Task statement: When a line in the entries below contains "literal", tally it; give the tally with nothing added.

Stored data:
------------------------------

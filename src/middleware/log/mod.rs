//! Access logging.
//!
//! [`LogHandler`] times each request, installs a [`StatusWriter`] so the
//! final status is known, and writes one line per request to a [`LogSink`].
//!
//! ```rust,no_run
//! use wisp::middleware::log::{LogHandler, LogOptions, WriterSink};
//! use wisp::{Request, Router, Server};
//!
//! # async fn hello(_: Request) -> &'static str { "hi" }
//! # #[tokio::main]
//! # async fn main() {
//! let options = LogOptions::new("_short_").sink(WriterSink::stdout());
//! let app = LogHandler::new(Router::new().get("/", hello), options);
//! Server::bind("0.0.0.0:3000").serve(app).await.unwrap();
//! # }
//! ```
//!
//! # One line per request
//!
//! Before doing anything the handler searches the writer chain for a
//! `StatusWriter`. If one is already there, an enclosing `LogHandler` owns
//! this request and the inner one just forwards, so nesting loggers (for
//! example on a sub-router) never doubles the output.
//!
//! Unless [`LogOptions::immediate`] is set, the line is written when the
//! downstream handler is done with the request by any path: normal return,
//! panic, or the request future being dropped.

mod format;
mod printf;
mod sink;
mod token;

use std::collections::HashMap;
use std::fmt;
use std::sync::Arc;
use std::time::{Duration, Instant};

use chrono::{DateTime, FixedOffset, Local};
use tracing::debug;

use crate::handler::{BoxFuture, Handler};
use crate::middleware::status::StatusWriter;
use crate::request::Request;
use crate::writer::{BoxWriter, ResponseWriter, find_layer, wrap};

pub use format::{DateFormat, Format};
pub use printf::{FormatError, TokenValue};
pub use sink::{LogSink, TracingSink, WriterSink};
pub use token::{Token, UNKNOWN};

use token::RequestContext;

/// A caller-supplied token: reads whatever it needs from the writer chain and
/// the request.
pub type CustomToken = Arc<dyn Fn(&dyn ResponseWriter, &Request) -> String + Send + Sync>;

/// Access log configuration.
///
/// Built once, then frozen inside a [`LogHandler`] and read concurrently by
/// every request it serves.
#[derive(Clone)]
pub struct LogOptions {
    sink: Arc<dyn LogSink>,
    format: Format,
    tokens: Vec<Token>,
    custom: HashMap<String, CustomToken>,
    immediate: bool,
    date_format: DateFormat,
}

impl LogOptions {
    /// Options for `format`: one of `"_default_"`, `"_short_"`, `"_tiny_"`,
    /// or a literal printf-style string.
    ///
    /// Lines go to [`TracingSink`] and dates render as RFC 3339 until
    /// configured otherwise.
    pub fn new(format: impl Into<Format>) -> Self {
        Self {
            sink: Arc::new(TracingSink),
            format: format.into(),
            tokens: Vec::new(),
            custom: HashMap::new(),
            immediate: false,
            date_format: DateFormat::default(),
        }
    }

    pub fn sink(mut self, sink: impl LogSink) -> Self {
        self.sink = Arc::new(sink);
        self
    }

    /// Token order for a literal format. Ignored by the predefined formats.
    pub fn tokens<I>(mut self, tokens: I) -> Self
    where
        I: IntoIterator,
        I::Item: Into<Token>,
    {
        self.tokens = tokens.into_iter().map(Into::into).collect();
        self
    }

    /// Registers a token resolved by calling `f` when the line is rendered.
    ///
    /// Built-in names and `req[..]`/`res[..]` take precedence, so a custom
    /// token can never shadow them.
    pub fn custom_token<F>(mut self, name: impl Into<String>, f: F) -> Self
    where
        F: Fn(&dyn ResponseWriter, &Request) -> String + Send + Sync + 'static,
    {
        self.custom.insert(name.into(), Arc::new(f));
        self
    }

    /// Log as soon as the request arrives instead of after it is handled.
    ///
    /// The line then shows whatever status and timing exist at that moment,
    /// typically `0` and a few microseconds.
    pub fn immediate(mut self, immediate: bool) -> Self {
        self.immediate = immediate;
        self
    }

    pub fn date_format(mut self, date_format: DateFormat) -> Self {
        self.date_format = date_format;
        self
    }

    fn emit(&self, writer: &dyn ResponseWriter, request: &Request, elapsed: Duration) {
        let ctx = RequestContext {
            writer,
            request,
            options: self,
            elapsed,
            now: DateTime::<FixedOffset>::from(Local::now()),
        };
        match format::render(&ctx) {
            Ok(line) => self.sink.log(&line),
            Err(e) => self.sink.fail(&e),
        }
    }
}

impl Default for LogOptions {
    fn default() -> Self {
        Self::new(Format::Default)
    }
}

impl fmt::Debug for LogOptions {
    fn fmt(&self, f: &mut fmt::Formatter<'_>) -> fmt::Result {
        f.debug_struct("LogOptions")
            .field("format", &self.format)
            .field("tokens", &self.tokens)
            .field("custom", &self.custom.keys().collect::<Vec<_>>())
            .field("immediate", &self.immediate)
            .field("date_format", &self.date_format)
            .finish_non_exhaustive()
    }
}

// ── LogHandler ───────────────────────────────────────────────────────────────

/// Middleware writing one access log line per request.
pub struct LogHandler<H> {
    inner: H,
    options: Arc<LogOptions>,
}

impl<H: Handler> LogHandler<H> {
    pub fn new(inner: H, options: impl Into<Arc<LogOptions>>) -> Self {
        Self { inner, options: options.into() }
    }
}

impl<H: Handler> Handler for LogHandler<H> {
    fn serve<'a>(&'a self, w: &'a mut BoxWriter, req: &'a Request) -> BoxFuture<'a> {
        Box::pin(async move {
            if find_layer::<StatusWriter>(w.as_ref()).is_some() {
                debug!(path = req.path(), "status already captured upstream, forwarding");
                return self.inner.serve(w, req).await;
            }

            wrap(w, StatusWriter::new);
            let mut line = PendingLine {
                options: &self.options,
                writer: w,
                request: req,
                start: Instant::now(),
                emitted: false,
            };
            if self.options.immediate {
                line.emit();
            }
            self.inner.serve(&mut *line.writer, req).await;
        })
    }
}

/// The log line of one request, written at the latest when dropped.
struct PendingLine<'a> {
    options: &'a LogOptions,
    writer: &'a mut BoxWriter,
    request: &'a Request,
    start: Instant,
    emitted: bool,
}

impl PendingLine<'_> {
    fn emit(&mut self) {
        if !self.emitted {
            self.emitted = true;
            self.options.emit(self.writer.as_ref(), self.request, self.start.elapsed());
        }
    }
}

impl Drop for PendingLine<'_> {
    fn drop(&mut self) {
        self.emit();
    }
}

#[cfg(test)]
mod tests {
    use super::*;
    use crate::response::Response;
    use crate::writer::ResponseBuffer;
    use bytes::Bytes;
    use http::StatusCode;
    use parking_lot::Mutex;

    #[derive(Clone, Default)]
    struct Lines(Arc<Mutex<Vec<String>>>);

    impl LogSink for Lines {
        fn log(&self, line: &str) {
            self.0.lock().push(line.to_owned());
        }
    }

    impl Lines {
        fn taken(&self) -> Vec<String> {
            std::mem::take(&mut *self.0.lock())
        }
    }

    fn request(uri: &str) -> Request {
        let req = http::Request::builder().uri(uri).body(Bytes::new()).unwrap();
        Request::new(req, "127.0.0.1:5555".parse().unwrap())
    }

    async fn missing(_: Request) -> Response {
        Response::builder().status(StatusCode::NOT_FOUND).text("gone")
    }

    #[tokio::test]
    async fn logs_the_final_status_after_the_handler() {
        let lines = Lines::default();
        let options = LogOptions::new("%s %s %d %s").tokens(["method", "url", "status", "res[Content-Length]"]);
        let handler = LogHandler::new(missing, options.sink(lines.clone()));

        let mut w: BoxWriter = Box::new(ResponseBuffer::new());
        handler.serve(&mut w, &request("/old")).await;

        assert_eq!(lines.taken(), ["GET /old 404 4"]);
        assert_eq!(ResponseBuffer::take_from(w.as_mut()).status(), StatusCode::NOT_FOUND);
    }

    #[tokio::test]
    async fn logged_status_matches_the_sent_status_after_an_empty_write() {
        struct EmptyThenMissing;

        impl Handler for EmptyThenMissing {
            fn serve<'a>(&'a self, w: &'a mut BoxWriter, _req: &'a Request) -> BoxFuture<'a> {
                Box::pin(async move {
                    w.write(b"").unwrap();
                    w.write_status(StatusCode::NOT_FOUND);
                })
            }
        }

        let lines = Lines::default();
        let options = LogOptions::new("%d").tokens(["status"]).sink(lines.clone());
        let handler = LogHandler::new(EmptyThenMissing, options);

        let mut w: BoxWriter = Box::new(ResponseBuffer::new());
        handler.serve(&mut w, &request("/empty")).await;

        assert_eq!(ResponseBuffer::take_from(w.as_mut()).status(), StatusCode::OK);
        assert_eq!(lines.taken(), ["200"]);
    }

    #[tokio::test]
    async fn oversized_width_is_reported_not_fatal() {
        #[derive(Clone, Default)]
        struct Failures(Arc<Mutex<Vec<FormatError>>>);

        impl LogSink for Failures {
            fn log(&self, _line: &str) {}
            fn fail(&self, err: &FormatError) {
                self.0.lock().push(err.clone());
            }
        }

        let failures = Failures::default();
        let options = LogOptions::new("%99999999999999999999999s").tokens(["method"]).sink(failures.clone());
        let handler = LogHandler::new(missing, options);

        let mut w: BoxWriter = Box::new(ResponseBuffer::new());
        handler.serve(&mut w, &request("/wide")).await;

        assert_eq!(*failures.0.lock(), [FormatError::TooWide { offset: 0 }]);
        assert_eq!(ResponseBuffer::take_from(w.as_mut()).status(), StatusCode::NOT_FOUND);
    }

    #[tokio::test]
    async fn immediate_mode_logs_before_the_status_exists() {
        let lines = Lines::default();
        let options = LogOptions::new("%s %d").tokens(["url", "status"]).immediate(true);
        let handler = LogHandler::new(missing, options.sink(lines.clone()));

        let mut w: BoxWriter = Box::new(ResponseBuffer::new());
        handler.serve(&mut w, &request("/early")).await;

        assert_eq!(lines.taken(), ["/early 0"]);
    }

    #[tokio::test]
    async fn render_failures_go_to_the_sink_not_the_response() {
        #[derive(Clone, Default)]
        struct Failures(Arc<Mutex<Vec<FormatError>>>);

        impl LogSink for Failures {
            fn log(&self, _line: &str) {}
            fn fail(&self, err: &FormatError) {
                self.0.lock().push(err.clone());
            }
        }

        let failures = Failures::default();
        let options = LogOptions::new("%s %s").tokens(["method"]).sink(failures.clone());
        let handler = LogHandler::new(missing, options);

        let mut w: BoxWriter = Box::new(ResponseBuffer::new());
        handler.serve(&mut w, &request("/x")).await;

        assert_eq!(*failures.0.lock(), [FormatError::Missing { offset: 3 }]);
        assert_eq!(ResponseBuffer::take_from(w.as_mut()).body(), b"gone");
    }

    #[test]
    fn options_debug_lists_custom_token_names() {
        let options = LogOptions::new(Format::Tiny).custom_token("tenant", |_, _| String::new());
        let debug = format!("{options:?}");
        assert!(debug.contains("Tiny"));
        assert!(debug.contains("tenant"));
    }
}
//! Middleware layer.
//!
//! A middleware is a [`Handler`](crate::Handler) that wraps another handler
//! and, usually, the response writer too. It installs its own layer with
//! [`writer::wrap`](crate::writer::wrap) and passes the decorated chain down:
//!
//! ```text
//! LogHandler ─▶ TemplateHandler ─▶ Router ─▶ your handler
//!     │               │
//!     ▼               ▼
//! StatusWriter   TemplateWriter      (layers added to the writer chain)
//! ```
//!
//! Middleware never assume which other middleware run above them. When one
//! needs to know whether its layer is already present, or to reach a layer
//! another middleware installed, it searches the chain with
//! [`writer::find_layer`](crate::writer::find_layer).
//!
//! Built-in middleware:
//! - [`log`] — one access log line per request, in a predefined or custom format
//! - [`status`] — records the response status as it is written
//! - [`template`] — makes a compiled-template registry reachable from handlers

pub mod log;
pub mod status;
pub mod template;

pub use log::{LogHandler, LogOptions};
pub use status::StatusWriter;
pub use template::{TemplateHandler, TemplateWriter};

------------------------------

Finished exercise: 2